Si había algo que Adriana dominaba, era el arte de los eventos sociales.
Sabía cuándo sonreír, a quién saludar y cómo sostener una copa sin derramar ni una gota… incluso cuando la vida empezaba a hacerlo por dentro.
Lo que no había previsto era asistir a uno tomada del brazo de un novio falso que parecía demasiado cómodo en el papel.
—Recuerda —le dijo en el auto—: hoy somos funcionales.
—Siempre lo somos —respondió Mauricio.
—No. Hoy somos creíbles.
—Eso suena peor.
El evento era una inauguración elegante. Música suave, luces cálidas, conversaciones que no importaban y copas que sí.
Adriana había organizado algo parecido mil veces.
Nunca desde el otro lado.
—¿Lista? —preguntó Mauricio.
—No —respondió ella—. Pero el contrato tampoco contempla excusas.
Entraron.
Y todo cambió.
—¡Adriana! —exclamó una colega—. ¡Por fin te vemos acompañada!
Acompañada.
Como si estuviera incompleta antes.
Mauricio sonrió con la seguridad de quien ya había ensayado mentalmente ese momento.

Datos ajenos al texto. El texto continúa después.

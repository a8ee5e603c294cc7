//! `verso-othello` is an Othello library built around a two-bitboard
//! representation of the game.
//!
//! This package implements three levels of abstraction:
//!
//!  - [`bitboard`] contains the raw bit-set type underlying everything else.
//!  - [`Board`] implements board state, move generation, and the fast,
//!    unchecked move application used by engines. Unchecked operations may
//!    produce inconsistent state if their contracts are not manually upheld.
//!  - [`Board::try_move`] is the safe, checked entry point for moves that
//!    originate outside the library (for example, from a human player).

pub mod bitboard;
pub mod test_utils;

mod board;
mod game;
mod location;
mod moves;
mod utils;

pub use board::*;
pub use game::*;
pub use location::*;
pub use moves::*;

/// The number of squares on one edge of an Othello board.
pub const EDGE_LENGTH: usize = 8;

/// The number of squares on an Othello board.
pub const NUM_SPACES: usize = 64;
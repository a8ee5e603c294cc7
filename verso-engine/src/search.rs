//! Exhaustive fixed-depth negamax over the game tree.

use rayon::prelude::*;
use verso_othello::{Board, Color, Move};

/// The best disk-difference margin `color` can force from this position
/// within `depth` plies, assuming both sides play optimally against the
/// same heuristic.
///
/// Full-width search: every legal move at every level is expanded until
/// the depth limit or a terminal position. Siblings at each level are
/// evaluated in parallel; each task owns its own board copy, and the
/// results merge through a max fold, which is commutative and associative,
/// so the value is independent of scheduling. A side with no moves passes,
/// and the search continues one ply shallower for the opponent.
pub fn negamax(board: Board, color: Color, depth: u32) -> i8 {
    if depth == 0 || board.is_terminal() {
        return board.score_disk_difference(color);
    }

    let moves: Vec<Move> = board.legal_moves(color).collect();
    if moves.is_empty() {
        return -negamax(board, !color, depth - 1);
    }

    moves
        .into_par_iter()
        .map(|mv| -negamax(board.apply_move(mv, color), !color, depth - 1))
        .max()
        .unwrap_or(i8::MIN)
}
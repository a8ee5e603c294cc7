//! `verso-engine` is an automated Othello player: exhaustive fixed-depth
//! negamax search over [`verso_othello`] boards, parallel across sibling
//! moves.
//!
//! The root scan runs sequentially so that ties between equally-scored
//! moves always resolve to the first move in scan order (row 8 down to 1,
//! column 8 down to 1), no matter how many threads the subtree searches
//! use underneath.

pub mod search;

use log::debug;
use verso_othello::{Board, Color, Move};

/// Select the best move for `color`, searching `depth` plies ahead.
///
/// Returns `None` when `color` has no legal move; whether that means a
/// pass or the end of the game is the caller's call. A candidate replaces
/// the incumbent only on a strictly better score, so the result is
/// deterministic under any parallel schedule.
pub fn choose_move(board: &Board, color: Color, depth: u32) -> Option<Move> {
    let mut best: Option<(Move, i8)> = None;

    for mv in board.legal_moves(color) {
        let child = board.apply_move(mv, color);
        let score = -search::negamax(child, !color, depth.saturating_sub(1));

        match best {
            Some((_, best_score)) if score <= best_score => {}
            _ => best = Some((mv, score)),
        }
    }

    match best {
        Some((mv, score)) => {
            debug!("{color} plays {mv} (score {score}, depth {depth})");
            Some(mv)
        }
        None => {
            debug!("{color} has no legal moves");
            None
        }
    }
}

/// Run one full computer turn: choose a move for `color` and, if one
/// exists, apply it to `board`. Returns the move played.
pub fn play_turn(board: &mut Board, color: Color, depth: u32) -> Option<Move> {
    let mv = choose_move(board, color, depth)?;
    *board = board.apply_move(mv, color);
    Some(mv)
}
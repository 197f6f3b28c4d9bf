use hub_bridge::{DispatchOutcome, DropReason, Hub};
use hub_shared::memory::{InMemoryStore, RecordingTransport};
use hub_shared::{
    decode_topic, ClaimRequest, DeviceRepository, DeviceStatus, MessageKind, OutboundCommand, QoS,
};
use std::sync::Arc;

struct Pipeline {
    store: Arc<InMemoryStore>,
    transport: Arc<RecordingTransport>,
    hub: Hub,
}

fn pipeline() -> Pipeline {
    let store = Arc::new(InMemoryStore::new());
    let transport = Arc::new(RecordingTransport::new());
    let hub = Hub::new(store.clone(), transport.clone(), QoS::AtLeastOnce);

    Pipeline {
        store,
        transport,
        hub,
    }
}

#[tokio::test]
async fn test_claim_ingest_and_command_round_trip() {
    let p = pipeline();
    let location = p.store.add_location(42, "Plant 1").await;

    let device = p
        .hub
        .devices
        .claim_device(
            42,
            ClaimRequest {
                location_id: location.id,
                mac_address: "a4:cf:12:00:00:01".to_string(),
                proof_of_possession: "printed-on-label".to_string(),
                name: "Boiler room".to_string(),
            },
        )
        .await
        .unwrap();
    assert_eq!(device.status, DeviceStatus::Offline);

    let base = format!("customer/42/location/{}/device/{}", location.id, device.id);

    // 设备上线
    let outcome = p
        .hub
        .dispatcher
        .dispatch(&format!("{}/status", base), br#"{"state":"online"}"#)
        .await;
    assert!(matches!(outcome, DispatchOutcome::StatusUpdated { status: DeviceStatus::Online, .. }));

    // 三条遥测，其中一条没有时间戳
    let outcome = p
        .hub
        .dispatcher
        .dispatch(
            &format!("{}/telemetry", base),
            br#"[{"timestamp":1700000000000,"temperature":61.0},
                 {"temperature":62.5,"humidity":30.0},
                 {"timestamp":1700000120000,"pressure":1.2}]"#,
        )
        .await;
    assert_eq!(
        outcome,
        DispatchOutcome::TelemetryStored {
            device_id: device.id,
            samples: 3,
            skipped: 0
        }
    );

    let history = p
        .hub
        .devices
        .device_telemetry(42, device.id, Some(1_600_000_000_000), Some(i64::MAX))
        .await
        .unwrap();
    assert_eq!(history.len(), 3);

    // 命令下发到规范主题
    p.hub
        .devices
        .send_command(42, device.id, &OutboundCommand::new("BLINK").with_field("times", serde_json::json!(3)))
        .await
        .unwrap();

    let published = p.transport.published().await;
    assert_eq!(published.len(), 1);
    let key = decode_topic(&published[0].topic).unwrap();
    assert_eq!(key.kind, MessageKind::Command);
    assert_eq!(key.tenant_id(), Some(42));
    assert_eq!(key.to_topic().unwrap(), format!("{}/cmd", base));

    // 设备在线时不能被重新认领
    let err = p
        .hub
        .devices
        .claim_device(
            42,
            ClaimRequest {
                location_id: location.id,
                mac_address: "A4:CF:12:00:00:01".to_string(),
                proof_of_possession: "printed-on-label".to_string(),
                name: "Other".to_string(),
            },
        )
        .await;
    assert!(err.is_err());
    let stored = p.store.find_device(device.id).await.unwrap().unwrap();
    assert_eq!(stored.name.as_deref(), Some("Boiler room"));
}

#[tokio::test]
async fn test_hostile_input_never_stops_ingestion() {
    let p = pipeline();
    let location = p.store.add_location(1, "Site").await;
    let device = p
        .hub
        .devices
        .claim_device(
            1,
            ClaimRequest {
                location_id: location.id,
                mac_address: "00:11:22:33:44:55".to_string(),
                proof_of_possession: "pop".to_string(),
                name: "Door".to_string(),
            },
        )
        .await
        .unwrap();
    let telemetry_topic = format!("customer/1/location/{}/device/{}/telemetry", location.id, device.id);

    let hostile: Vec<(String, Vec<u8>)> = vec![
        ("".to_string(), b"[]".to_vec()),
        ("customer/1/location/x/device/1/telemetry".to_string(), b"[]".to_vec()),
        (telemetry_topic.clone(), vec![0xde, 0xad, 0xbe, 0xef]),
        (telemetry_topic.clone(), b"{\"temperature\": 1}".to_vec()),
        (format!("customer/2/location/{}/device/{}/telemetry", location.id, device.id), b"[{}]".to_vec()),
        (format!("customer/1/location/{}/device/{}/status", location.id, device.id), b"sleeping".to_vec()),
    ];

    // 并发投递，模拟多个传输层工作线程
    let mut handles = Vec::new();
    for (topic, payload) in hostile {
        let dispatcher = p.hub.dispatcher.clone();
        handles.push(tokio::spawn(async move { dispatcher.dispatch(&topic, &payload).await }));
    }
    for handle in handles {
        let outcome = handle.await.unwrap();
        assert!(matches!(outcome, DispatchOutcome::Dropped(_)));
    }

    assert!(p.store.samples().await.is_empty());
    assert_eq!(
        p.store.find_device(device.id).await.unwrap().unwrap().status,
        DeviceStatus::Offline
    );

    // 之后的正常消息仍被处理
    let outcome = p.hub.dispatcher.dispatch(&telemetry_topic, br#"[{"temperature": 20.0}]"#).await;
    assert!(matches!(outcome, DispatchOutcome::TelemetryStored { samples: 1, .. }));

    assert_eq!(
        p.hub.dispatcher.dispatch("smart-led/device/00:11:22:33:44:55/cmd", b"{}").await,
        DispatchOutcome::CommandIgnored
    );
    assert_eq!(
        p.hub.dispatcher.dispatch("smart-led/device/zz/status", b"online").await,
        DispatchOutcome::Dropped(DropReason::DecodeFailed)
    );
}
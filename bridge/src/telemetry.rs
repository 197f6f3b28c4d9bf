use hub_shared::{
    now_millis, sanitize_timestamp, Device, DeviceId, HubResult, NewTelemetrySample,
    TelemetryReading, TelemetryRepository,
};
use std::sync::Arc;
use tracing::debug;

// 遥测写入
#[derive(Clone)]
pub struct TelemetrySink {
    telemetry: Arc<dyn TelemetryRepository>,
}

impl TelemetrySink {
    pub fn new(telemetry: Arc<dyn TelemetryRepository>) -> Self {
        Self { telemetry }
    }

    pub async fn record(&self, device: &Device, reading: TelemetryReading) -> HubResult<u64> {
        self.record_batch(device, &[reading]).await
    }

    /// 设备已由调用方解析，整批共用；不做去重
    pub async fn record_batch(&self, device: &Device, readings: &[TelemetryReading]) -> HubResult<u64> {
        if readings.is_empty() {
            return Ok(0);
        }

        let samples = build_samples(device.id, readings, now_millis());
        let stored = self.telemetry.insert_samples(&samples).await?;

        debug!("Stored {} telemetry samples for device {}", stored, device.id);
        Ok(stored)
    }
}

/// 同一批次使用同一个接收时间替换无效时间戳
pub fn build_samples(device_id: DeviceId, readings: &[TelemetryReading], now_ms: i64) -> Vec<NewTelemetrySample> {
    readings
        .iter()
        .map(|reading| NewTelemetrySample {
            device_id,
            timestamp: sanitize_timestamp(reading.timestamp, now_ms),
            temperature: reading.temperature,
            humidity: reading.humidity,
            pressure: reading.pressure,
            person_count: reading.person_count,
        })
        .collect()
}
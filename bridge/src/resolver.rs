use hub_shared::{
    generate_hardware_id, normalize_mac_address, Device, DeviceAddress, DeviceId,
    DeviceRepository, DeviceStatus, HubError, HubResult, NewDevice, RoutingKey, TenantId,
};
use std::sync::Arc;
use tracing::{debug, info, warn};

/// 设备解析器：所有按 ID 的查询都经过租户过滤
#[derive(Clone)]
pub struct DeviceResolver {
    devices: Arc<dyn DeviceRepository>,
}

impl DeviceResolver {
    pub fn new(devices: Arc<dyn DeviceRepository>) -> Self {
        Self { devices }
    }

    pub async fn resolve(&self, tenant_id: TenantId, device_id: DeviceId) -> HubResult<Device> {
        self.devices
            .find_device_for_tenant(tenant_id, device_id)
            .await?
            .ok_or_else(|| HubError::not_found("Device", device_id))
    }

    pub async fn resolve_by_hardware_id(&self, mac_address: &str) -> HubResult<Device> {
        let mac = normalize_mac_address(mac_address)
            .ok_or_else(|| HubError::InvalidInput(format!("Invalid MAC address: {}", mac_address)))?;

        self.devices
            .find_device_by_mac(&mac)
            .await?
            .ok_or_else(|| HubError::not_found("Device", mac))
    }

    /// 解析入站路由键对应的设备。
    /// 数字形式下设备当前的 location 必须与主题一致，否则按不存在处理。
    pub async fn resolve_routing_key(&self, key: &RoutingKey) -> HubResult<Device> {
        match &key.address {
            DeviceAddress::Scoped {
                tenant_id,
                location_id,
                device_id,
            } => {
                let device = self.resolve(*tenant_id, *device_id).await?;
                if device.location_id != Some(*location_id) {
                    debug!(
                        "Device {} is bound to location {:?}, topic names location {}",
                        device.id, device.location_id, location_id
                    );
                    return Err(HubError::not_found("Device", device_id));
                }
                Ok(device)
            }
            DeviceAddress::Hardware { mac_address, .. } => {
                self.resolve_by_hardware_id(mac_address).await
            }
        }
    }

    /// 认领前的设备查找或自动注册。
    ///
    /// 不存在时以 Unclaimed 状态创建；已存在时要求凭证完全一致，
    /// 并且在线设备必须先恢复出厂设置。两项检查都在任何写操作之前完成。
    pub async fn resolve_or_provision(
        &self,
        mac_address: &str,
        proof_of_possession: &str,
    ) -> HubResult<Device> {
        let mac = normalize_request_mac(mac_address)?;

        let device = match self.devices.find_device_by_mac(&mac).await? {
            Some(device) => device,
            None => {
                let device = self
                    .devices
                    .insert_device(NewDevice {
                        mac_address: mac.clone(),
                        hardware_id: generate_hardware_id(),
                        proof_of_possession: proof_of_possession.to_string(),
                        status: DeviceStatus::Unclaimed,
                        location_id: None,
                        name: None,
                    })
                    .await?;
                info!("Provisioned new device {} for MAC {}", device.id, mac);
                return Ok(device);
            }
        };

        if device.proof_of_possession != proof_of_possession {
            warn!("Proof of possession mismatch for device {} ({})", device.id, mac);
            return Err(HubError::Authorization(format!(
                "Proof of possession does not match device {}",
                mac
            )));
        }

        if device.status == DeviceStatus::Online {
            return Err(HubError::IllegalState(format!(
                "Device {} is online and must be factory reset before it can be claimed",
                mac
            )));
        }

        Ok(device)
    }

    pub async fn exists_for_tenant(&self, tenant_id: TenantId, device_id: DeviceId) -> HubResult<bool> {
        self.devices.device_exists_for_tenant(tenant_id, device_id).await
    }
}

/// 租户提交的 MAC 允许首尾空白；主题里的 MAC 不允许
pub fn normalize_request_mac(mac_address: &str) -> HubResult<String> {
    normalize_mac_address(mac_address.trim())
        .ok_or_else(|| HubError::InvalidInput(format!("Invalid MAC address: {:?}", mac_address)))
}

#[cfg(test)]
mod tests {
    use super::*;
    use hub_shared::memory::InMemoryStore;
    use hub_shared::MessageKind;

    async fn setup() -> (Arc<InMemoryStore>, DeviceResolver) {
        let store = Arc::new(InMemoryStore::new());
        let resolver = DeviceResolver::new(store.clone());
        (store, resolver)
    }

    async fn claimed_device(store: &InMemoryStore, tenant_id: TenantId, mac: &str) -> Device {
        let location = store.add_location(tenant_id, "Office").await;
        store
            .insert_device(NewDevice {
                mac_address: mac.to_string(),
                hardware_id: generate_hardware_id(),
                proof_of_possession: "secret".to_string(),
                status: DeviceStatus::Offline,
                location_id: Some(location.id),
                name: Some("Sensor".to_string()),
            })
            .await
            .unwrap()
    }

    #[tokio::test]
    async fn test_resolve_is_tenant_scoped() {
        let (store, resolver) = setup().await;
        let device = claimed_device(&store, 1, "AA:BB:CC:DD:EE:01").await;

        assert_eq!(resolver.resolve(1, device.id).await.unwrap().id, device.id);
        assert!(resolver.resolve(2, device.id).await.unwrap_err().is_not_found());
        assert!(resolver.exists_for_tenant(1, device.id).await.unwrap());
        assert!(!resolver.exists_for_tenant(2, device.id).await.unwrap());
    }

    #[tokio::test]
    async fn test_resolve_by_hardware_id_normalizes() {
        let (store, resolver) = setup().await;
        let device = claimed_device(&store, 1, "AA:BB:CC:DD:EE:01").await;

        let found = resolver.resolve_by_hardware_id("aa-bb-cc-dd-ee-01").await.unwrap();
        assert_eq!(found.id, device.id);
        assert!(resolver
            .resolve_by_hardware_id("AA:BB:CC:DD:EE:02")
            .await
            .unwrap_err()
            .is_not_found());
    }

    #[tokio::test]
    async fn test_routing_key_location_must_match() {
        let (store, resolver) = setup().await;
        let device = claimed_device(&store, 3, "AA:BB:CC:DD:EE:01").await;
        let location_id = device.location_id.unwrap();

        let key = RoutingKey::scoped(3, location_id, device.id, MessageKind::Status);
        assert!(resolver.resolve_routing_key(&key).await.is_ok());

        let wrong = RoutingKey::scoped(3, location_id + 100, device.id, MessageKind::Status);
        assert!(resolver.resolve_routing_key(&wrong).await.unwrap_err().is_not_found());
    }

    #[tokio::test]
    async fn test_provision_creates_unclaimed_device() {
        let (store, resolver) = setup().await;

        let device = resolver
            .resolve_or_provision("aa:bb:cc:dd:ee:09", "pop-1")
            .await
            .unwrap();
        assert_eq!(device.status, DeviceStatus::Unclaimed);
        assert_eq!(device.mac_address, "AA:BB:CC:DD:EE:09");
        assert_eq!(device.hardware_id.len(), 36);
        assert!(!device.is_claimed());

        // 再次调用返回同一设备
        let again = resolver.resolve_or_provision("AA:BB:CC:DD:EE:09", "pop-1").await.unwrap();
        assert_eq!(again.id, device.id);
        assert_eq!(store.device_count().await, 1);
    }

    #[tokio::test]
    async fn test_request_mac_is_trimmed_but_not_mixed() {
        let (store, resolver) = setup().await;

        let device = resolver
            .resolve_or_provision(" aa:bb:cc:dd:ee:09\n", "pop-1")
            .await
            .unwrap();
        assert_eq!(device.mac_address, "AA:BB:CC:DD:EE:09");

        let err = resolver
            .resolve_or_provision("AA:BB-CC:DD-EE:0A", "pop-1")
            .await
            .unwrap_err();
        assert!(matches!(err, HubError::InvalidInput(_)));
        assert_eq!(store.device_count().await, 1);
    }

    #[tokio::test]
    async fn test_provision_rejects_wrong_proof() {
        let (store, resolver) = setup().await;
        let device = claimed_device(&store, 1, "AA:BB:CC:DD:EE:01").await;

        let err = resolver
            .resolve_or_provision("AA:BB:CC:DD:EE:01", "wrong")
            .await
            .unwrap_err();
        assert!(matches!(err, HubError::Authorization(_)));

        let unchanged = store.find_device(device.id).await.unwrap().unwrap();
        assert_eq!(unchanged, device);
    }

    #[tokio::test]
    async fn test_online_device_cannot_be_reclaimed() {
        let (store, resolver) = setup().await;
        let device = claimed_device(&store, 1, "AA:BB:CC:DD:EE:01").await;
        store.update_device_status(device.id, DeviceStatus::Online).await.unwrap();

        let err = resolver
            .resolve_or_provision("AA:BB:CC:DD:EE:01", "secret")
            .await
            .unwrap_err();
        assert!(matches!(err, HubError::IllegalState(_)));
    }

    #[tokio::test]
    async fn test_invalid_mac_is_rejected() {
        let (_store, resolver) = setup().await;
        let err = resolver.resolve_or_provision("not-a-mac", "pop").await.unwrap_err();
        assert!(matches!(err, HubError::InvalidInput(_)));
    }
}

—Mauricio —se presentó—. Encantado de ser el motivo.
Adriana lo miró.
Demasiado bueno, pensó.
Demasiado natural.
Las presentaciones se sucedieron.
Las miradas también.
—Tu novio es… interesante —comentó una amiga al oído de Adriana.
—Lo sé —respondió ella, con un orgullo que no estaba en ninguna cláusula.
Mauricio hablaba.
Escuchaba.
Encantaba.
Y eso empezó a molestarla.
—¿Te importa? —preguntó él en voz baja, acercándose demasiado—.
—¿Qué cosa?
—Que me esté robando el show.
Ella le lanzó una mirada peligrosa.
—No estaba contemplado que gustaras tanto.
—Celos no permitidos —respondió él, divertido.
Se acercó una mujer.
Alta. Elegante. Demasiado segura.
—Mauricio —dijo—. ¿No me vas a presentar?
Adriana tensó la mandíbula.
—Perdón —respondió él—. Adriana, ella es Paula.
—Un gusto —dijo Paula, midiendo a Adriana de arriba abajo—. ¿Amiga?
Mauricio rodeó la cintura de Adriana sin pensarlo.
—Mi pareja.
Silencio.
Adriana sintió el gesto antes de procesarlo.
Calor. Seguridad. Algo peligrosamente parecido a pertenecer.
—Ah —sonrió Paula—. No lo sabía.
Se fue.
—Eso fue innecesario —susurró Adriana.
—Eso fue actuación —respondió él, sin soltarla.
Demasiado cerca.
Demasiado bien.
Se alejaron hacia una esquina más tranquila.
—Tenemos que recordar por qué estamos haciendo esto —dijo Adriana.
—Para evitar preguntas incómodas.
—Exacto.
—Y para no involucrarnos emocionalmente.
Adriana bebió un sorbo largo de su copa.
—¿Y cómo vamos?
—Fatal —admitió Mauricio.
Rieron.
Una risa compartida. Real.
—Esto no estaba en el plan —dijo ella.
—Nada bueno lo está —respondió él.
Se quedaron en silencio.
El tipo de silencio que no incomoda.
El tipo que asusta.
—Tenemos que ajustar el contrato otra vez —dijo Adriana, finalmente.
—Deberíamos —aceptó él—. Antes de que alguien salga herido.
Se miraron.
Esta vez ninguno mencionó el contrato.
Y eso fue lo más peligroso de la noche.
La prueba de fuego había terminado.
Y ambos sabían que habían pasado…
justo cuando empezaban a perder el control.